Penelitian tindak lanjut selama 3–5 tahun menunjukkan bahwa luaran fungsional umumnya tetap stabil apabila kepatuhan terhadap penggunaan brace terjaga dengan baik. Meski demikian, kekambuhan (relaps) masih dapat terjadi, terutama pada pasien dengan tingkat kepatuhan rendah terhadap fase bracing.[5,9,10]
Potensi Komplikasi Penatalaksanaan Nonbedah pada Club Foot
Komplikasi yang paling sering ditemukan pada terapi nonbedah adalah kekambuhan deformitas. Risiko relaps umumnya berkaitan dengan ketidakpatuhan penggunaan brace, derajat awal deformitas, serta jenis club foot yang dialami. Angka kekambuhan dilaporkan bervariasi antara 10–30%.
Komplikasi lain yang lebih jarang meliputi iritasi kulit atau ulserasi akibat tekanan gips atau brace, yang dapat dicegah melalui pemantauan dan edukasi keluarga. Kasus overcorrection atau kekakuan sisa juga dapat terjadi apabila teknik manipulasi dan pemasangan gips dilakukan secara tidak tepat. Pada kasus club foot nonidiopatik, angka komplikasi dan kekambuhan cenderung lebih tinggi, dan sebagian pasien memerlukan tindakan pembedahan berulang.[2,8,9,12]
Perbandingan dengan Pendekatan Bedah
Sebelum metode Ponseti dikenal luas, tindakan bedah besar, seperti posteromedial release dan prosedur rekonstruktif, merupakan terapi utama pada club foot. Meskipun operasi mampu memberikan koreksi anatomis langsung, pendekatan ini sering dikaitkan dengan komplikasi jangka panjang, termasuk pembentukan jaringan parut, nyeri kronis, gangguan pertumbuhan tulang, penurunan fungsi, dan kekakuan sendi. Beberapa pasien bahkan memerlukan operasi tambahan seiring pertumbuhan.

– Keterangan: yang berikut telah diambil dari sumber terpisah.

use crate::{CoreError, FieldLimits, RegistrationCandidate};

use googletest::prelude::*;

fn ann() -> RegistrationCandidate {
    RegistrationCandidate {
        first_name: "Ann".into(),
        last_name: "Lee".into(),
        email: "a@x.com".into(),
        password: "Secret123!".into(),
        contact_number: None,
        profile_image: None,
    }
}

#[test]
fn given_complete_candidate_when_validated_then_ok() {
    assert_that!(ann().validate(&FieldLimits::default()), ok(anything()));
}

#[test]
fn given_blank_first_name_when_validated_then_field_is_named() {
    let mut candidate = ann();
    candidate.first_name = "   ".into();

    match candidate.validate(&FieldLimits::default()) {
        Err(CoreError::Validation { field, .. }) => {
            assert_eq!(field.as_deref(), Some("firstName"))
        }
        other => panic!("expected validation error, got {:?}", other),
    }
}

#[test]
fn given_missing_password_when_validated_then_err() {
    let mut candidate = ann();
    candidate.password.clear();
    assert_that!(candidate.validate(&FieldLimits::default()), err(anything()));
}

#[test]
fn given_malformed_email_when_validated_then_err() {
    for email in ["ann", "@x.com", "a@", "a b@x.com", "a@b@c"] {
        let mut candidate = ann();
        candidate.email = email.into();
        assert!(
            candidate.validate(&FieldLimits::default()).is_err(),
            "{email} should be rejected"
        );
    }
}

#[test]
fn given_bad_attachment_and_blank_name_when_validated_then_attachment_error_wins() {
    let mut candidate = ann();
    candidate.first_name.clear();
    candidate.profile_image = Some("not-an-image".into());

    let result = candidate.validate(&FieldLimits::default());
    assert!(matches!(result, Err(CoreError::InvalidAttachment { .. })));
}

#[test]
fn given_legacy_field_names_when_deserialized_then_mapped() {
    let json = r#"{
        "firstName": "Ann",
        "lastName": "Lee",
        "email": "a@x.com",
        "password": "Secret123!",
        "contact": "555-0100",
        "profilePicture": "data:image/png;base64,aGVsbG8="
    }"#;

    let candidate: RegistrationCandidate = serde_json::from_str(json).unwrap();
    assert_eq!(candidate.contact_number.as_deref(), Some("555-0100"));
    assert_that!(candidate.profile_image, some(anything()));
}

#[test]
fn given_markup_in_names_when_escaped_then_password_untouched() {
    let mut candidate = ann();
    candidate.first_name = "<b>Ann</b>".into();
    candidate.password = "<p@ss>".into();
    candidate.contact_number = Some("  ".into());

    let escaped = candidate.escaped();
    assert_that!(escaped.first_name.as_str(), eq("&lt;b&gt;Ann&lt;/b&gt;"));
    assert_that!(escaped.password.as_str(), eq("<p@ss>"));
    assert_that!(escaped.contact_number, none());
}

#[test]
fn given_candidate_when_converted_to_record_then_hash_is_stored() {
    let record = ann().into_record("$argon2id$hash".into());
    assert_that!(record.email.as_str(), eq("a@x.com"));
    assert_that!(record.credential_hash.as_str(), eq("$argon2id$hash"));
    assert_that!(record.created_at, eq(record.updated_at));
}

#[test]
fn given_empty_profile_image_when_validated_then_treated_as_absent() {
    let mut candidate = ann();
    candidate.profile_image = Some(String::new());

    assert_that!(candidate.validate(&FieldLimits::default()), ok(anything()));
    assert_that!(candidate.escaped().profile_image, none());
}

#[test]
fn given_backslash_only_name_when_escaped_then_validation_names_field() {
    let mut candidate = ann();
    candidate.first_name = "\\\\".into();

    match candidate.escaped().validate(&FieldLimits::default()) {
        Err(CoreError::Validation { field, .. }) => {
            assert_eq!(field.as_deref(), Some("firstName"))
        }
        other => panic!("expected validation error, got {:?}", other),
    }
}

#[test]
fn given_markup_within_raw_limit_when_escaped_then_length_limit_applies() {
    let limits = FieldLimits::default();
    let mut candidate = ann();
    candidate.last_name = "<".repeat(limits.max_name_length);

    assert_that!(candidate.validate(&limits), ok(anything()));
    assert_that!(candidate.escaped().validate(&limits), err(anything()));
}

Pendekatan nonbedah, khususnya metode Ponseti, telah secara signifikan menurunkan kebutuhan tindakan bedah besar serta memberikan hasil fungsional dan penampilan yang lebih baik. Namun, intervensi bedah tetap diperlukan pada kasus relaps yang tidak responsif terhadap terapi ulang (re-casting atau re-tenotomy) maupun pada bentuk sekunder seperti neurogenic atau complex club foot.[2,4,10,12]
Kesimpulan
Pendekatan nonbedah, terutama metode Ponseti, telah menjadi pilihan tata laksana pada kasus club foot. Berbagai studi telah menunjukkan bahwa metode Ponseti memiliki tingkat keberhasilan mencapai 98%, dengan luaran fungsional dan kosmetik memuaskan.

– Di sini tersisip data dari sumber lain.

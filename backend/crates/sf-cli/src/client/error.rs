use error_location::ErrorLocation;
use std::panic::Location;
use thiserror::Error;

pub const FETCH_FAILED_MESSAGE: &str = "An unexpected error occurred while fetching profile data.";
pub const SAVE_FAILED_MESSAGE: &str = "An error occurred while saving profile data.";
pub const MISSING_SESSION_MESSAGE: &str = "You must be logged in to access this page.";

/// Client-side failure taxonomy
#[derive(Error, Debug)]
pub enum ClientError {
    #[error("No session identity present {location}")]
    MissingSession { location: ErrorLocation },

    #[error("Duplicate identity: {message} {location}")]
    DuplicateIdentity {
        message: String,
        location: ErrorLocation,
    },

    #[error("Invalid attachment format: {message} {location}")]
    InvalidAttachmentFormat {
        message: String,
        location: ErrorLocation,
    },

    #[error("Validation failed: {message} {location}")]
    ValidationFailure {
        message: String,
        field: Option<String>,
        location: ErrorLocation,
    },

    /// Structured server rejection that is not a validation problem
    #[error("API error: {message} (code: {code}, status: {status}) {location}")]
    Api {
        status: u16,
        code: String,
        message: String,
        location: ErrorLocation,
    },

    /// Network failure or a non-2xx response without a structured body
    #[error("Transport failure: {message} {location}")]
    TransportFailure {
        message: String,
        location: ErrorLocation,
    },

    #[error("Cannot {operation} while {state} {location}")]
    InvalidTransition {
        state: &'static str,
        operation: &'static str,
        location: ErrorLocation,
    },

    #[error("Session file error: {message} {location}")]
    Session {
        message: String,
        location: ErrorLocation,
    },
}

impl ClientError {
    #[track_caller]
    pub fn validation<M: Into<String>>(message: M, field: Option<&str>) -> Self {
        ClientError::ValidationFailure {
            message: message.into(),
            field: field.map(String::from),
            location: ErrorLocation::from(Location::caller()),
        }
    }

    #[track_caller]
    pub fn transport<M: Into<String>>(message: M) -> Self {
        ClientError::TransportFailure {
            message: message.into(),
            location: ErrorLocation::from(Location::caller()),
        }
    }

    #[track_caller]
    pub fn session<M: Into<String>>(message: M) -> Self {
        ClientError::Session {
            message: message.into(),
            location: ErrorLocation::from(Location::caller()),
        }
    }

    #[track_caller]
    pub fn invalid_transition(state: &'static str, operation: &'static str) -> Self {
        ClientError::InvalidTransition {
            state,
            operation,
            location: ErrorLocation::from(Location::caller()),
        }
    }

    /// Network or server-side failure, as opposed to a rejected submission
    pub fn is_transport(&self) -> bool {
        match self {
            ClientError::TransportFailure { .. } => true,
            ClientError::Api { status, .. } => *status >= 500,
            _ => false,
        }
    }

    /// Text suitable for showing to the user, without capture location
    pub fn user_message(&self) -> String {
        match self {
            ClientError::MissingSession { .. } => MISSING_SESSION_MESSAGE.to_string(),
            ClientError::DuplicateIdentity { message, .. }
            | ClientError::InvalidAttachmentFormat { message, .. }
            | ClientError::ValidationFailure { message, .. }
            | ClientError::Api { message, .. }
            | ClientError::TransportFailure { message, .. }
            | ClientError::Session { message, .. } => message.clone(),
            ClientError::InvalidTransition {
                state, operation, ..
            } => format!("Cannot {} while {}", operation, state),
        }
    }
}

impl From<reqwest::Error> for ClientError {
    #[track_caller]
    fn from(err: reqwest::Error) -> Self {
        ClientError::transport(err.to_string())
    }
}

impl From<serde_json::Error> for ClientError {
    #[track_caller]
    fn from(err: serde_json::Error) -> Self {
        ClientError::transport(format!("Malformed response: {}", err))
    }
}

impl From<sf_core::CoreError> for ClientError {
    #[track_caller]
    fn from(err: sf_core::CoreError) -> Self {
        let location = ErrorLocation::from(Location::caller());
        match err {
            sf_core::CoreError::Validation { message, field, .. } => {
                ClientError::ValidationFailure {
                    message,
                    field,
                    location,
                }
            }
            sf_core::CoreError::InvalidAttachment { message, .. } => {
                ClientError::InvalidAttachmentFormat { message, location }
            }
        }
    }
}

pub type Result<T> = std::result::Result<T, ClientError>;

Kembalinya deformitas merupakan komplikasi pendekatan nonbedah yang masih menjadi perhatian. Komplikasi tersebut bisa dicegah dengan meningkatkan kepatuhan pasien terhadap prosedur terapi, misalnya dengan memastikan pasien menggunakan brace sesuai instruksi pada metode Ponseti.

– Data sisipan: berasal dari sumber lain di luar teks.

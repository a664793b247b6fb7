pub(crate) mod client;
pub(crate) mod error;
pub(crate) mod responses;

pub use client::Client;
pub use error::{ClientError, Result as CliClientResult};
pub use responses::{RegisterAck, SaveOutcome};
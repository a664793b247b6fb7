use serde::{Deserialize, Serialize};

/// Body for a successful `PUT /profile`
#[derive(Debug, Serialize, Deserialize)]
#[serde(rename_all = "camelCase")]
pub struct UpdateProfileResponse {
    pub success: bool,
    pub message: String,
    /// The stored credential hash was replaced
    pub credential_changed: bool,
}
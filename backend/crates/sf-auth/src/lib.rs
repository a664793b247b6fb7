pub mod credential_hasher;
pub mod error;
pub mod hash_params;

pub use credential_hasher::CredentialHasher;
pub use error::{AuthError, Result};
pub use hash_params::HashParams;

Dibandingkan metode bedah, pendekatan nonbedah bisa menghindari komplikasi terkait anestesi dan pembedahan, termasuk terbentuknya jaringan parut, nyeri kronis, dan kekakuan sendi. Intervensi bedah bisa dipertimbangkan pada kasus club foot yang berat, kompleks, atau mengalami kekambuhan berulang setelah tindakan re-casting atau re-tenotomy.